Al tempo stesso vi era e vi è motivo di porre al centro dell’attenzione forma e sostanza dei poteri apicali dello Stato, immutati dalla promulgazione della Carta Albertina al 1944. Essi furono esercitati dal Re come e quando ritenne di doverlo fare: in specie il 27-30 ottobre 1922 quando incaricò Mussolini di formare il governo, il 25 luglio 1943 quando lo revocò e il 3-8 settembre quando, in nome del governo da lui nominato, il generale Giuseppe Castellano sottoscrisse a Cassibile la resa incondizionata dell’Italia agli anglo-americani operanti in nome delle Nazioni Unite. Con quell’atto Vittorio Emanuele III garantì la continuità dello Stato d’Italia al di là della sconfitta militare.
[2] Grazie all’iniziativa di Vittorio Emanuele III la sua sorte fu ben diversa da quella riservata dai vincitori alla Germania e ai suoi satelliti nell’Europa orientale, per decenni sottoposti all’Unione sovietica, con il consenso dei partiti comunisti, a cominciare da quello italiano.
[3] Nel convegno del 7 ottobre (in programma dalle 10 alle 19 a Casa Regina Montis Regalis di Vicoforte, accesso libero) ne parlano, documenti alla mano, storici di diverso orientamento, uniti nella ricerca della verità dei fatti attraverso le carte d’archivio: Giuseppe Catenacci, presidente onorario dell’Associazione ex Allievi della Nunziatella, il col. Carlo Cadorna, figlio del generale Raffaele, comandante del Corpo Volontari della Libertà, i generali Tullio Del Sette, già comandante dei Carabinieri, e Antonio Zerrillo, Aldo Ricci, p. sovrintendente dell’Archivio Centrale dello Stato, i docenti Raffaella Canovi, GianPaolo Ferraioli, Rossana Mondoni con Daniele Comero, Massimo Nardini, Tito Lucrezio Rizzo, già Consigliere della Presidenza della Repubblica, Gianpaolo Romanato, Giorgio Sangiorgi. Con Gianni Rabbia presiedono Alessandro Mella e Gianni S. Cuttica.

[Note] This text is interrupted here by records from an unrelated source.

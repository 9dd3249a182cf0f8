use crate::domain::{SessionKind, TimerSession};
use crate::error::TimerError;
use chrono::{DateTime, Local};
use tracing::{debug, info, warn};
use uuid::Uuid;

/// What to do when `start` is called while another task's session is active
#[derive(Debug, Clone, Copy, PartialEq, Eq, Default)]
pub enum ActiveSessionPolicy {
    /// Refuse with [`TimerError::AlreadyActive`]
    #[default]
    Reject,
    /// Stop the active session as `stop` would and hand it back for committing
    StopPrevious,
    /// Close the active session uncompleted; its elapsed time is dropped
    Abandon,
}

#[derive(Debug, Clone, Copy, PartialEq, Eq, Default)]
pub enum TimerState {
    #[default]
    Idle,
    Running {
        task_id: Uuid,
        session_id: Uuid,
        interval_start: DateTime<Local>,
        /// Seconds banked by earlier running intervals
        accumulated: u64,
    },
    Paused {
        task_id: Uuid,
        session_id: Uuid,
        elapsed: u64,
    },
}

/// Result of stopping the timer. The caller decides where the time goes.
#[derive(Debug, Clone, Copy, PartialEq, Eq)]
pub struct StoppedSession {
    pub task_id: Uuid,
    pub session_id: Uuid,
    pub elapsed: u64,
}

/// The single active timer plus the session log. Lives in memory only.
#[derive(Debug, Clone, Default)]
pub struct TimerStore {
    state: TimerState,
    sessions: Vec<TimerSession>,
}

fn seconds_between(start: DateTime<Local>, end: DateTime<Local>) -> u64 {
    (end - start).num_seconds().max(0) as u64
}

impl TimerStore {
    pub fn new() -> Self {
        Self::default()
    }

    pub fn state(&self) -> TimerState {
        self.state
    }

    pub fn active_task(&self) -> Option<Uuid> {
        match self.state {
            TimerState::Idle => None,
            TimerState::Running { task_id, .. } | TimerState::Paused { task_id, .. } => Some(task_id),
        }
    }

    pub fn is_running(&self) -> bool {
        matches!(self.state, TimerState::Running { .. })
    }

    pub fn is_paused(&self) -> bool {
        matches!(self.state, TimerState::Paused { .. })
    }

    /// Seconds on the clock at `now`. Reading never changes state.
    pub fn elapsed_at(&self, now: DateTime<Local>) -> u64 {
        match self.state {
            TimerState::Idle => 0,
            TimerState::Running {
                interval_start,
                accumulated,
                ..
            } => accumulated + seconds_between(interval_start, now),
            TimerState::Paused { elapsed, .. } => elapsed,
        }
    }

    pub fn elapsed(&self) -> u64 {
        self.elapsed_at(Local::now())
    }

    pub fn start(
        &mut self,
        task_id: Uuid,
        policy: ActiveSessionPolicy,
    ) -> Result<Option<StoppedSession>, TimerError> {
        self.start_at(task_id, policy, Local::now())
    }

    /// Start a focus session for `task_id`. See [`Self::start_session_at`].
    pub fn start_at(
        &mut self,
        task_id: Uuid,
        policy: ActiveSessionPolicy,
        now: DateTime<Local>,
    ) -> Result<Option<StoppedSession>, TimerError> {
        self.start_session_at(task_id, SessionKind::Focus, policy, now)
    }

    /// Start timing `task_id`.
    ///
    /// Starting the task that is already running does nothing, and starting
    /// the task that is paused resumes it. Another task's active session is
    /// handled by `policy`; with `StopPrevious` the stopped session is
    /// returned so its time can be committed.
    pub fn start_session_at(
        &mut self,
        task_id: Uuid,
        kind: SessionKind,
        policy: ActiveSessionPolicy,
        now: DateTime<Local>,
    ) -> Result<Option<StoppedSession>, TimerError> {
        let mut previous = None;

        match self.active_task() {
            Some(active) if active == task_id => {
                if self.is_paused() {
                    self.resume_at(now);
                }
                return Ok(None);
            }
            Some(active) => match policy {
                ActiveSessionPolicy::Reject => {
                    return Err(TimerError::AlreadyActive { active_task: active });
                }
                ActiveSessionPolicy::StopPrevious => {
                    previous = self.stop_at(now);
                }
                ActiveSessionPolicy::Abandon => {
                    warn!(task_id = %active, elapsed = self.elapsed_at(now), "abandoning active session");
                    self.reset_at(now);
                }
            },
            None => {}
        }

        let session = TimerSession::open(task_id, kind, now);
        self.state = TimerState::Running {
            task_id,
            session_id: session.id,
            interval_start: now,
            accumulated: 0,
        };
        debug!(%task_id, session_id = %session.id, "timer started");
        self.sessions.push(session);

        Ok(previous)
    }

    pub fn pause(&mut self) -> bool {
        self.pause_at(Local::now())
    }

    /// Running to paused, banking the current interval. `false` otherwise.
    pub fn pause_at(&mut self, now: DateTime<Local>) -> bool {
        let TimerState::Running {
            task_id, session_id, ..
        } = self.state
        else {
            debug!(state = ?self.state, "pause ignored, timer not running");
            return false;
        };

        let elapsed = self.elapsed_at(now);
        self.state = TimerState::Paused {
            task_id,
            session_id,
            elapsed,
        };
        debug!(%task_id, elapsed, "timer paused");
        true
    }

    pub fn resume(&mut self) -> bool {
        self.resume_at(Local::now())
    }

    /// Paused to running. `false` otherwise.
    pub fn resume_at(&mut self, now: DateTime<Local>) -> bool {
        let TimerState::Paused {
            task_id,
            session_id,
            elapsed,
        } = self.state
        else {
            debug!(state = ?self.state, "resume ignored, timer not paused");
            return false;
        };

        self.state = TimerState::Running {
            task_id,
            session_id,
            interval_start: now,
            accumulated: elapsed,
        };
        debug!(%task_id, elapsed, "timer resumed");
        true
    }

    pub fn stop(&mut self) -> Option<StoppedSession> {
        self.stop_at(Local::now())
    }

    /// Close the active session as completed and return to idle.
    ///
    /// The elapsed time is returned, not applied anywhere; committing it to a
    /// task is the caller's job. `None` when idle.
    pub fn stop_at(&mut self, now: DateTime<Local>) -> Option<StoppedSession> {
        let (task_id, session_id) = match self.state {
            TimerState::Idle => {
                debug!("stop ignored, timer idle");
                return None;
            }
            TimerState::Running {
                task_id, session_id, ..
            }
            | TimerState::Paused {
                task_id, session_id, ..
            } => (task_id, session_id),
        };

        let elapsed = self.elapsed_at(now);
        if let Some(session) = self.session_mut(session_id) {
            session.complete(elapsed, now);
        }
        self.state = TimerState::Idle;
        info!(%task_id, elapsed, "timer stopped");

        Some(StoppedSession {
            task_id,
            session_id,
            elapsed,
        })
    }

    pub fn reset(&mut self) {
        self.reset_at(Local::now())
    }

    /// Back to idle without committing anything. The open session, if any, is
    /// closed uncompleted.
    pub fn reset_at(&mut self, now: DateTime<Local>) {
        let session_id = match self.state {
            TimerState::Idle => return,
            TimerState::Running { session_id, .. } | TimerState::Paused { session_id, .. } => session_id,
        };
        if let Some(session) = self.session_mut(session_id) {
            session.abandon(now);
        }
        self.state = TimerState::Idle;
        debug!(%session_id, "timer reset");
    }

    fn session_mut(&mut self, session_id: Uuid) -> Option<&mut TimerSession> {
        self.sessions.iter_mut().find(|s| s.id == session_id)
    }

    pub fn sessions(&self) -> &[TimerSession] {
        &self.sessions
    }

    pub fn sessions_for_task(&self, task_id: Uuid) -> Vec<&TimerSession> {
        self.sessions.iter().filter(|s| s.task_id == task_id).collect()
    }

    /// Sum of committed durations for the task
    pub fn completed_time_for_task(&self, task_id: Uuid) -> u64 {
        self.sessions
            .iter()
            .filter(|s| s.task_id == task_id && s.completed)
            .map(|s| s.duration)
            .sum()
    }

    pub fn open_session(&self) -> Option<&TimerSession> {
        self.sessions.iter().find(|s| s.is_open())
    }
}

Il convegno è promosso dall’Associazione di studi storici Giovanni Giolitti e dall’Associazione di studi sul Saluzzese, presieduta da Attilio Mola, con la adesione di enti e istituti. La scelta di Vicoforte non è casuale. Nel suo Santuario dal 2017 riposano le spoglie di Vittorio Emanuele III e della Regina Elena, traslate per iniziativa della principessa Maria Gabriella di Savoia, propiziata dal presidente della Repubblica Sergio Mattarella.